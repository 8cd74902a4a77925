//! Error types for fintrack-core
//!
//! Transport, status and decode failures all collapse into "the operation
//! failed" at the record store boundary; the variants are kept apart so the
//! log line says which one happened.

use thiserror::Error;
use serde::{Deserialize, Serialize};

/// Error codes for programmatic error handling
#[derive(Debug, Clone, Copy, PartialEq, Eq, Serialize, Deserialize)]
#[serde(rename_all = "SCREAMING_SNAKE_CASE")]
pub enum ErrorCode {
    /// Request never produced a response
    Transport,
    /// Server answered with a non-success status
    Status,
    /// Response body could not be decoded
    Decode,
    /// Request aborted because its owner went away
    Cancelled,
    /// Credentials rejected or session missing
    Unauthorized,
    /// Record store used without a signed-in session
    OutsideProvider,
    /// Resource not found
    NotFound,
    /// Internal error
    InternalError,
}

impl std::fmt::Display for ErrorCode {
    fn fmt(&self, f: &mut std::fmt::Formatter<'_>) -> std::fmt::Result {
        match self {
            ErrorCode::Transport => write!(f, "TRANSPORT"),
            ErrorCode::Status => write!(f, "STATUS"),
            ErrorCode::Decode => write!(f, "DECODE"),
            ErrorCode::Cancelled => write!(f, "CANCELLED"),
            ErrorCode::Unauthorized => write!(f, "UNAUTHORIZED"),
            ErrorCode::OutsideProvider => write!(f, "OUTSIDE_PROVIDER"),
            ErrorCode::NotFound => write!(f, "NOT_FOUND"),
            ErrorCode::InternalError => write!(f, "INTERNAL_ERROR"),
        }
    }
}

/// Error severity levels
#[derive(Debug, Clone, Copy, PartialEq, Eq, Serialize, Deserialize)]
#[serde(rename_all = "lowercase")]
pub enum ErrorSeverity {
    /// Debug information
    Debug,
    /// Warning - operation may be affected
    Warning,
    /// Error - operation failed
    Error,
    /// Critical - programming error
    Critical,
}

impl std::fmt::Display for ErrorSeverity {
    fn fmt(&self, f: &mut std::fmt::Formatter<'_>) -> std::fmt::Result {
        match self {
            ErrorSeverity::Debug => write!(f, "debug"),
            ErrorSeverity::Warning => write!(f, "warning"),
            ErrorSeverity::Error => write!(f, "error"),
            ErrorSeverity::Critical => write!(f, "critical"),
        }
    }
}

/// Main error type for fintrack-core
#[derive(Error, Debug, Clone, PartialEq)]
pub enum CoreError {
    #[error("Transport error: {message}")]
    Transport { message: String },

    #[error("Unexpected status: {status}")]
    Status { status: u16 },

    #[error("Decode error: {message}")]
    Decode { message: String },

    #[error("Request cancelled")]
    Cancelled,

    #[error("Unauthorized access")]
    Unauthorized,

    #[error("Financial records accessed outside of a signed-in session")]
    OutsideProvider,

    #[error("Not found: {resource}")]
    NotFound { resource: String },

    #[error("Internal error: {message}")]
    InternalError { message: String },
}

impl CoreError {
    /// Get the error code
    pub fn code(&self) -> ErrorCode {
        match self {
            CoreError::Transport { .. } => ErrorCode::Transport,
            CoreError::Status { .. } => ErrorCode::Status,
            CoreError::Decode { .. } => ErrorCode::Decode,
            CoreError::Cancelled => ErrorCode::Cancelled,
            CoreError::Unauthorized => ErrorCode::Unauthorized,
            CoreError::OutsideProvider => ErrorCode::OutsideProvider,
            CoreError::NotFound { .. } => ErrorCode::NotFound,
            CoreError::InternalError { .. } => ErrorCode::InternalError,
        }
    }

    /// Get the severity level
    pub fn severity(&self) -> ErrorSeverity {
        match self {
            CoreError::Cancelled => ErrorSeverity::Debug,
            CoreError::Unauthorized | CoreError::NotFound { .. } => ErrorSeverity::Warning,
            CoreError::Transport { .. } | CoreError::Status { .. } | CoreError::Decode { .. } => {
                ErrorSeverity::Error
            }
            CoreError::OutsideProvider | CoreError::InternalError { .. } => ErrorSeverity::Critical,
        }
    }
}

/// Result type with CoreError
pub type CoreResult<T> = Result<T, CoreError>;

/// Error context for reporting
#[derive(Debug, Clone, Default)]
pub struct ErrorContext {
    /// Operation being performed
    pub operation: String,
    /// User ID (if known)
    pub user_id: Option<String>,
}

impl ErrorContext {
    /// Create a new error context
    pub fn new(operation: &str) -> Self {
        Self {
            operation: operation.to_string(),
            user_id: None,
        }
    }

    /// Add user ID
    pub fn with_user_id(mut self, user_id: &str) -> Self {
        self.user_id = Some(user_id.to_string());
        self
    }
}

/// Log an error at the level matching its severity
pub fn log_error(error: &CoreError, context: &ErrorContext) {
    let user = context.user_id.as_deref().unwrap_or("-");
    match error.severity() {
        ErrorSeverity::Debug => log::debug!(
            target: "fintrack::error",
            "{} [{}] user={}: {}",
            context.operation, error.code(), user, error
        ),
        ErrorSeverity::Warning => log::warn!(
            target: "fintrack::error",
            "{} [{}] user={}: {}",
            context.operation, error.code(), user, error
        ),
        ErrorSeverity::Error | ErrorSeverity::Critical => log::error!(
            target: "fintrack::error",
            "Failed to {} [{}] user={}: {}",
            context.operation, error.code(), user, error
        ),
    }
}

// ==================== Tests ====================
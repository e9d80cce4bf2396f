//! Frame Capture Layer
//!
//! Camera frames reach the scanner through the [`FrameSource`] trait. The
//! platform camera stays outside this crate; [`ImageDirSource`] stands in for
//! it by replaying still images from a directory.

pub mod frame;

use anyhow::{Context, Result};
use std::path::{Path, PathBuf};
use std::sync::atomic::{AtomicBool, Ordering};
use std::sync::Arc;
use tracing::{debug, info, warn};

use crate::config::CaptureSettings;
use crate::vision::Rotation;

use self::frame::{CameraFrame, PendingFrame};

/// Image file extensions the directory source picks up
const IMAGE_EXTENSIONS: &[&str] = &["png", "jpg", "jpeg", "bmp"];

/// Camera capability: delivers frames one at a time
pub trait FrameSource {
    /// Apply capture settings (rotation, analysis size, ...)
    fn configure(&mut self, settings: &CaptureSettings) -> Result<()>;

    /// Next frame, or None when the source is exhausted
    ///
    /// A source may refuse to deliver while the previous frame is unreleased.
    fn next_frame(&mut self) -> Result<Option<PendingFrame>>;
}

/// Frame source backed by image files in a directory, in name order
pub struct ImageDirSource {
    dir: PathBuf,
    files: Vec<PathBuf>,
    next: usize,
    rotation: Rotation,
    analysis_size: Option<(u32, u32)>,
    in_flight: Arc<AtomicBool>,
}

impl ImageDirSource {
    pub fn new(dir: impl Into<PathBuf>) -> Self {
        Self {
            dir: dir.into(),
            files: Vec::new(),
            next: 0,
            rotation: Rotation::Deg0,
            analysis_size: None,
            in_flight: Arc::new(AtomicBool::new(false)),
        }
    }

    /// Number of frames found by the last `configure`
    pub fn len(&self) -> usize {
        self.files.len()
    }

    fn load_frame(&self, path: &Path, sequence: u64) -> Result<CameraFrame> {
        let image = image::open(path)
            .with_context(|| format!("Failed to decode frame {:?}", path))?
            .to_rgba8();
        let (width, height) = image.dimensions();
        let (frame_width, frame_height) = self.analysis_size.unwrap_or((width, height));

        Ok(
            CameraFrame::new(sequence, image.into_raw(), frame_width, frame_height, self.rotation)
                .with_sensor_size(width, height),
        )
    }
}

impl FrameSource for ImageDirSource {
    fn configure(&mut self, settings: &CaptureSettings) -> Result<()> {
        self.rotation = settings.rotation;
        self.analysis_size = settings.analysis_size;
        self.files = list_images(&self.dir)?;
        self.next = 0;

        if self.files.is_empty() {
            anyhow::bail!("No image frames found in {:?}", self.dir);
        }

        info!(
            "Frame source ready: {} frames from {:?}, rotation {}",
            self.len(),
            self.dir,
            self.rotation
        );
        Ok(())
    }

    fn next_frame(&mut self) -> Result<Option<PendingFrame>> {
        if self.in_flight.load(Ordering::SeqCst) {
            anyhow::bail!("Previous frame has not been released");
        }
        let Some(path) = self.files.get(self.next).cloned() else {
            return Ok(None);
        };
        self.next += 1;

        let sequence = self.next as u64;
        let frame = match self.load_frame(&path, sequence) {
            Ok(frame) => frame,
            Err(e) => {
                // Undecodable frames arrive without image data
                warn!("{:#}", e);
                CameraFrame::without_image(sequence, self.rotation)
            }
        };
        debug!("Delivering frame {} from {:?}", frame.sequence, path);

        self.in_flight.store(true, Ordering::SeqCst);
        let in_flight = self.in_flight.clone();
        Ok(Some(PendingFrame::new(frame).on_release(move |_| {
            in_flight.store(false, Ordering::SeqCst);
        })))
    }
}

/// Image files in a directory, sorted by name
fn list_images(dir: &Path) -> Result<Vec<PathBuf>> {
    let entries = std::fs::read_dir(dir)
        .with_context(|| format!("Failed to read frame directory {:?}", dir))?;

    let mut files: Vec<PathBuf> = entries
        .filter_map(|entry| entry.ok().map(|e| e.path()))
        .filter(|path| path.is_file() && is_image(path))
        .collect();
    files.sort();
    Ok(files)
}

fn is_image(path: &Path) -> bool {
    path.extension()
        .and_then(|ext| ext.to_str())
        .map(|ext| IMAGE_EXTENSIONS.contains(&ext.to_ascii_lowercase().as_str()))
        .unwrap_or(false)
}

Problem details ::
Scan the material above for the word "ErrorContext", and copy every line in which it is found.

Result of the task ::
pub struct ErrorContext {
impl ErrorContext {
pub fn log_error(error: &CoreError, context: &ErrorContext) {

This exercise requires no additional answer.